周莊放下□□,雙手抱拳,彬彬有禮道:“在下周莊,大刀門門主。”
白硯秋:“……”
白硯秋拉着梁斐的手:“要不我們先跑吧,這人腦子可能有問題。”
“仙友你怎麽知道,”周莊驚訝道,“我腦子有問題是大刀門的機密啊!”
在場諸人:“……”
梁斐點點頭:“行,走吧。”
孟不四大喝道:“往哪裏走,今天我要你們留下命來!”
孟不三向左一步,攔在周莊面前,給孟不四騰出空間,孟不四抽出腰間繩索,就沖梁斐而來。
“這不是困仙繩麽,”白硯秋驚訝道,“他怎麽還有?”
梁斐道:“這是另外一根,不是之前那根。”
“算你識貨,這困仙繩我們兄弟二人一人一條,”孟不四桀桀怪笑道,“今天你們死定了。”
“非要打打殺殺嗎?”白硯秋非常自覺的往旁邊躲,道,“文明一點不成嗎?”
孟不四:“少廢話,看招!”
梁斐橫劍于胸,暗中施力,準備擋回去,兩人刀劍想交之時,就聽一陣爽朗大笑至遠方傳來——
“何方仙友在此過招交流,可否算上在下?”
話音剛落,又有人長嘯而來。
短短時間,接連有修士趕來,顯然是白硯秋那句撕心裂肺的“九曲金丹被掉包”起了作用。
孟家兄弟見勢不妙,手上招式一收,就要跑路。
白硯秋哪裏肯放過這個機會,指着孟不三道:“快上,就這是倆兄弟偷了九曲金丹!”
來參加拍賣會的修士們漸漸圍上來,手中亮出各種各樣的兵器法器。
白硯秋扯扯梁斐衣角,梁斐看懂他意思,配合的嘔出一口淤血。
白硯秋扶住了他,故意焦急大喊道:“梁仙友你怎麽又吐血了,那兩兄弟傷你傷得重嗎?我這就帶你回去療傷!”
梁斐裝出虛弱模樣:“無礙,只是傷了肺腑,這兩兄弟作惡多年,今日一定要為民除害……”
“可你傷得如此之重啊!”白硯秋道。
“沒關系,就算今日死在這裏,只要除了這二人就算值了。
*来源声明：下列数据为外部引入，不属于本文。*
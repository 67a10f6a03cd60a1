use crate::ValidationError;
use chrono::{DateTime, Utc};
use std::collections::BTreeMap;
use std::collections::btree_map;
use uuid::Uuid;

#[cfg(feature = "serde")]
use serde::{Deserialize, Serialize};

/// A named grouping of tasks.
#[derive(Debug, Clone, PartialEq, Eq)]
#[cfg_attr(feature = "serde", derive(Serialize, Deserialize))]
pub struct TaskList {
    pub id: Uuid,
    pub name: String,
    pub created_at: DateTime<Utc>,
    pub updated_at: DateTime<Utc>,
}

impl TaskList {
    /// Creates a task list with a freshly generated id, stamped with the current time.
    /// Returns an error if the name is blank.
    pub fn new(name: impl Into<String>) -> Result<Self, ValidationError> {
        let name = name.into();
        if name.trim().is_empty() {
            return Err(ValidationError::EmptyListName);
        }

        let now = Utc::now();
        Ok(TaskList {
            id: Uuid::new_v4(),
            name,
            created_at: now,
            updated_at: now,
        })
    }
}

/// Directory of every known task list, keyed by list id.
///
/// Persisted as a single JSON object whose keys are the string form of each id,
/// so it is the only place that knows which lists exist.
#[derive(Debug, Clone, Default, PartialEq, Eq)]
#[cfg_attr(feature = "serde", derive(Serialize, Deserialize), serde(transparent))]
pub struct TaskListIndex {
    lists: BTreeMap<Uuid, TaskList>,
}

impl TaskListIndex {
    /// Creates an index with no lists in it.
    pub fn new() -> Self {
        Self::default()
    }

    /// Inserts the list under its own id, returning the entry it replaced, if any.
    pub fn insert(&mut self, list: TaskList) -> Option<TaskList> {
        self.lists.insert(list.id, list)
    }

    pub fn get(&self, id: &Uuid) -> Option<&TaskList> {
        self.lists.get(id)
    }

    pub fn contains(&self, id: &Uuid) -> bool {
        self.lists.contains_key(id)
    }

    pub fn len(&self) -> usize {
        self.lists.len()
    }

    pub fn is_empty(&self) -> bool {
        self.lists.is_empty()
    }

    /// Iterates over `(id, list)` pairs in id order.
    pub fn iter(&self) -> btree_map::Iter<'_, Uuid, TaskList> {
        self.lists.iter()
    }
}

impl FromIterator<TaskList> for TaskListIndex {
    fn from_iter<I: IntoIterator<Item = TaskList>>(iter: I) -> Self {
        let mut index = TaskListIndex::new();
        for list in iter {
            index.insert(list);
        }
        index
    }
}

impl IntoIterator for TaskListIndex {
    type Item = (Uuid, TaskList);
    type IntoIter = btree_map::IntoIter<Uuid, TaskList>;

    fn into_iter(self) -> Self::IntoIter {
        self.lists.into_iter()
    }
}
”梁斐聲音越來越虛弱。
“兩位仙友除魔衛道之心,衆人已知,但留得青山在不愁沒柴燒,不如此處交給我等,二位先回去休息。”
“是啊,兩位還如此年輕,切莫留下什麽遺症,阻礙日後進階。”
“那……恭敬不如從命了,”梁斐道,“此處就交給衆位仙友了。”
向衆人見禮後,白硯秋扶着梁斐撤了。
兩人七拐八拐,确定後面沒有跟着的人後,白硯秋笑道:“梁仙友好會演戲。”
梁斐站直了,不再讓白硯秋攙扶他:“不都是跟你學的嗎。”
“有嗎,”白硯秋道,“我如此表裏如一的真誠之人,何時演過戲?”
梁斐道:“你可以再不要臉一點。”
“原來你喜歡我不要臉一點吶,”白硯秋嘻嘻笑道,“怎麽個不要臉法,你倒是說說呀。”
梁斐見他頂着一張髒兮兮的臉在哪兒嬉皮笑臉,也不知道自己是怎麽忍下來的:“你現在就挺不要臉的。”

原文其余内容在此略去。